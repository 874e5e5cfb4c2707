use crate::baseline::BaselineStatistics;
use crate::features::Window;
use crate::report::WindowReport;

use super::rules::{self, CHECKED_FEATURES};
use super::types::{AnomalyFlag, Sentinel};

/// Scores current-period windows against baseline statistics.
pub struct AnomalyEngine {
    std_dev_multiplier: f64,
}

impl AnomalyEngine {
    pub fn new(std_dev_multiplier: f64) -> Self {
        Self { std_dev_multiplier }
    }

    /// Produce one report entry per window, in window order.
    ///
    /// `baseline` is `None` when the baseline period produced no windows; every
    /// feature then falls back to the fixed-threshold rules. An empty window
    /// list, or a baseline with no entries, yields a single sentinel entry.
    pub fn detect(
        &self,
        windows: &[Window],
        baseline: Option<&BaselineStatistics>,
    ) -> Vec<WindowReport> {
        if windows.is_empty() {
            return vec![WindowReport::sentinel(Sentinel::NoCurrentWindows)];
        }
        if baseline.is_some_and(BaselineStatistics::is_empty) {
            return vec![WindowReport::sentinel(Sentinel::NoBaselineProvided)];
        }

        let reports: Vec<WindowReport> = windows
            .iter()
            .map(|window| {
                let flags = self.analyze_window(window, baseline);
                if !flags.is_empty() {
                    tracing::warn!(
                        address = %window.address,
                        window_start = %window.window_start,
                        window_end = %window.window_end,
                        flags = ?flags.iter().map(|f| f.kind.as_str()).collect::<Vec<_>>(),
                        "ANOMALY DETECTED"
                    );
                }
                WindowReport::for_window(window, flags)
            })
            .collect();

        tracing::info!(
            windows = reports.len(),
            flagged = reports.iter().filter(|r| r.is_flagged()).count(),
            with_baseline = baseline.is_some(),
            "Anomaly detection complete"
        );

        reports
    }

    /// Run every checked feature of one window through the rules.
    pub fn analyze_window(
        &self,
        window: &Window,
        baseline: Option<&BaselineStatistics>,
    ) -> Vec<AnomalyFlag> {
        CHECKED_FEATURES
            .iter()
            .flat_map(|&feature| {
                rules::check_feature(
                    feature,
                    window.features.get(feature),
                    baseline.and_then(|b| b.get(feature)),
                    self.std_dev_multiplier,
                )
            })
            .collect()
    }
}
pub mod extractor;
pub mod types;
pub mod windows;

pub use extractor::{compute_features, extract_windows};
pub use types::{Feature, Window, WindowFeatures};
pub use windows::{shift, window_starts, TailPolicy, WindowParams};
use chrono::Duration;

use crate::anomaly::{AnomalyEngine, Sentinel};
use crate::baseline::BaselineStatistics;
use crate::config::AnalysisConfig;
use crate::features::{extract_windows, shift};
use crate::ingest::{parse_address, Transaction};
use crate::report::{AnalysisReport, WindowReport};

/// Runs one full analysis per address:
/// 1. Split the history at `earliest + baseline_days`
/// 2. Window the baseline period and aggregate its statistics
/// 3. Window the current period
/// 4. Score current windows against the baseline
pub struct AnalysisPipeline {
    config: AnalysisConfig,
    anomaly_engine: AnomalyEngine,
}

impl AnalysisPipeline {
    pub fn new(config: AnalysisConfig) -> eyre::Result<Self> {
        config.validate()?;
        let anomaly_engine = AnomalyEngine::new(config.std_dev_multiplier);
        Ok(Self {
            config,
            anomaly_engine,
        })
    }

    /// Analyze the full transaction history of `address`.
    ///
    /// Empty inputs produce sentinel reports rather than errors. Errors are
    /// reserved for an unparseable address, an oversized history, or periods
    /// that run past representable time.
    pub fn run(&self, address: &str, transactions: &[Transaction]) -> eyre::Result<AnalysisReport> {
        let target = parse_address(address)?;

        let Some(first_tx_time) = transactions.iter().map(|tx| tx.timestamp).min() else {
            tracing::info!(%address, "No transaction data, nothing to analyze");
            return Ok(AnalysisReport::no_data(address, &self.config));
        };

        if let Some(max) = self.config.max_transactions {
            if transactions.len() > max {
                return Err(eyre::eyre!(
                    "Refusing to analyze {} transactions for {} (limit {})",
                    transactions.len(),
                    address,
                    max
                ));
            }
        }

        let params = self.config.window_params();
        let baseline_end = shift(first_tx_time, Duration::days(i64::from(self.config.baseline_days)))
            .map_err(|e| eyre::eyre!("Baseline period of {} days: {}", self.config.baseline_days, e))?;

        tracing::info!(%address, %baseline_end, "Establishing historical baseline");
        let baseline_windows = extract_windows(transactions, &target, &params, None, Some(baseline_end))?;
        let baseline = BaselineStatistics::from_windows(&baseline_windows);

        match &baseline {
            Some(b) => tracing::info!(
                windows = b.window_count(),
                features = b.len(),
                "Historical baseline computed"
            ),
            None => tracing::warn!(
                %address,
                "No activity in baseline period, falling back to fixed-threshold rules"
            ),
        }

        let current_windows = extract_windows(transactions, &target, &params, Some(baseline_end), None)?;

        let analysis_windows = if current_windows.is_empty() {
            tracing::info!(%address, "No current data to analyze after baseline period");
            vec![WindowReport::sentinel(Sentinel::NoCurrentDataAfterBaseline)]
        } else {
            tracing::info!(
                windows = current_windows.len(),
                "Detecting anomalies across current windows"
            );
            self.anomaly_engine.detect(&current_windows, baseline.as_ref())
        };

        Ok(AnalysisReport {
            address: address.to_string(),
            parameters: self.config.clone(),
            historical_baseline_stats_summary: baseline.map(|b| b.summary()).unwrap_or_default(),
            analysis_windows,
            error: None,
        })
    }
}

• [Problem requirements]
Every line in the entries above that mentions the word "eyre" must be shown.

• [Reply to the exercise]
    pub fn new(config: AnalysisConfig) -> eyre::Result<Self> {
    pub fn run(&self, address: &str, transactions: &[Transaction]) -> eyre::Result<AnalysisReport> {
                return Err(eyre::eyre!(
            .map_err(|e| eyre::eyre!("Baseline period of {} days: {}", self.config.baseline_days, e))?;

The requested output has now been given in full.